After the surrender of General Lee, Mr. Mansbach engaged in the mercantile business in Piedmont, W.Va., where he was a leading and very prosperous merchant for forty-one years, and up to the time of his retirement about five years ago, when he came to Norfolk and has since lived with his daughter, Mrs. D. R. Broh.  He was one of the best known business men in West Virginia and was widely known throughout Virginia and Maryland.

Mr. Mansbach is survived by seven children, four daughters and three sons. [Once again Isaac is not included in the list of survivors; the rest of the children were named and their residence locations as indicated above were identified.]

Mr. Mansbach was a Royal Arch Mason and had the distinction of being a Mason fifty years ago in the same lodge that conferred the degree on the late President William McKinley at Winchester, Va.  He also was a member of Ohef [sic: Oheb] Shalom Temple.

H.H. was survived by his eight children and (eventually) seven grandchildren. He was buried next to his wife Nannie at Eastview Cemetery in Cumberland, Maryland.

His children carried on his business and his name.

H.H. and Nannie’s youngest child, May, married in 1914; her husband was Sigmund Louis Emanuel, who was born in Gloucester, Massachusetts, in 1876, but had lived most of his life in New York City.  In 1910, when he was 33, he was living with his parents and some of his siblings in Queens, New York, and owned a clothing manufacturing business with his father.

How did he meet May, who was living in Virginia?

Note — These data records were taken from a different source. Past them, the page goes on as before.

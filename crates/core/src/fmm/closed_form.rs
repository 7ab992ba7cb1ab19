//! Closed-form rule: every matrix entry comes from the pattern's analytic
//! Fourier transform.

use log::debug;
use num_complex::Complex64;

use super::common::{block_diagonal, from_quadrants, FactorizationContext, LanczosSmoothing};
use super::projection;
use super::PermittivityOperators;
use crate::error::{RcwaError, Result};
use crate::lattice::Dimensionality;
use crate::material::Material;
use crate::options::FmmOptions;
use crate::polarization::PolarizationBasis;

pub(crate) fn build(
    ctx: &FactorizationContext<'_>,
    options: &FmmOptions,
    polarization: Option<PolarizationBasis>,
) -> Result<PermittivityOperators> {
    let lanczos = LanczosSmoothing::from_options(ctx.basis, &ctx.lk, options);
    if ctx.has_tensor() {
        if polarization.is_some() {
            return Err(RcwaError::Unsupported(
                "polarization basis projection requires scalar materials".into(),
            ));
        }
        return build_tensor(ctx, lanczos.as_ref());
    }

    let eps = ctx.region_values(Material::zz);
    let inv_eps = ctx.region_values(|m| m.zz().inv());
    let e = ctx.transform_matrix(&eps, lanczos.as_ref());

    if let Some(kind) = polarization {
        let inverse_rule = ctx.transform_matrix(&inv_eps, lanczos.as_ref());
        let grid = super::discretization_grid(ctx.basis, ctx.lattice, options.resolution)?;
        let epsilon2 = projection::project(ctx, kind, grid, &e, &inverse_rule)?;
        return Ok(PermittivityOperators {
            epsilon2,
            epsilon_inv: inverse_rule,
        });
    }

    let epsilon_inv = e.inverse("inverting the Laurent matrix")?;
    let epsilon2 = match ctx.dimensionality {
        Dimensionality::Two => block_diagonal(&e, &e),
        Dimensionality::One => {
            // Fields normal to the grating see the inverse rule.
            debug!("1D layer: using the inverse rule for the normal component");
            let inverse_rule = ctx.transform_matrix(&inv_eps, lanczos.as_ref());
            let normal = inverse_rule.inverse("inverting the inverse-rule matrix")?;
            block_diagonal(&e, &normal)
        }
    };
    Ok(PermittivityOperators {
        epsilon2,
        epsilon_inv,
    })
}

fn build_tensor(
    ctx: &FactorizationContext<'_>,
    lanczos: Option<&LanczosSmoothing>,
) -> Result<PermittivityOperators> {
    let component = |pick: fn(&Material) -> Complex64| {
        ctx.transform_matrix(&ctx.region_values(pick), lanczos)
    };
    let xx = component(|m| m.tensor().xx);
    let xy = component(|m| m.tensor().xy);
    let yx = component(|m| m.tensor().yx);
    let yy = component(|m| m.tensor().yy);
    let zz = component(Material::zz);
    Ok(PermittivityOperators {
        epsilon2: from_quadrants(&xx, &xy, &yx, &yy),
        epsilon_inv: zz.inverse("inverting the zz component matrix")?,
    })
}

My guess—the Emanuels supplied clothing to the retail clothing business owned by the Mansbach family, and a connection was made.  Or possibly May’s two sisters Hattie and Bertha who lived in New York set her up with Sigmund.  May and Sigmund would have one child, a daughter Nanette born in 1916 in New York City.

In 1920, four of the Mansbach siblings were living in Norfolk: Louis, Charles, Bertha, and Fannie. In fact, Louis, Fannie, and Bertha were all living in one household, along with Fannie and Bertha’s husbands and children.

Mansbach siblings on 1920 census in Norfolk, VA Year: 1920; Census Place: Norfolk Madison Ward, Norfolk (Independent City), Virginia; Roll: T625_1902; Page: 1B; Enumeration District: 101; Image: 279

Mansbach siblings on 1920 census in Norfolk, VA
Year: 1920; Census Place: Norfolk Madison Ward, Norfolk (Independent City), Virginia; Roll: T625_1902; Page: 1B; Enumeration District: 101; Image: 279

Their brother George was living in Baltimore, sisters May and Hattie in New York, and brother Isaac in the state hospital in Sykesville, Maryland.

The siblings appear to have remained close. In 1920, Louis traveled to St. John’s Newfoundland with Fannie and her family.  In 1923, Louis, Hattie and her family, and Fannie all traveled to England together.   Fannie’s husband Daniel Broh did not travel with them, and three years later he died of stomach cancer at age 60.  According to his death certificate, he had been ill for eight years, so presumably he was not well enough in 1923 to travel with Fannie and her siblings.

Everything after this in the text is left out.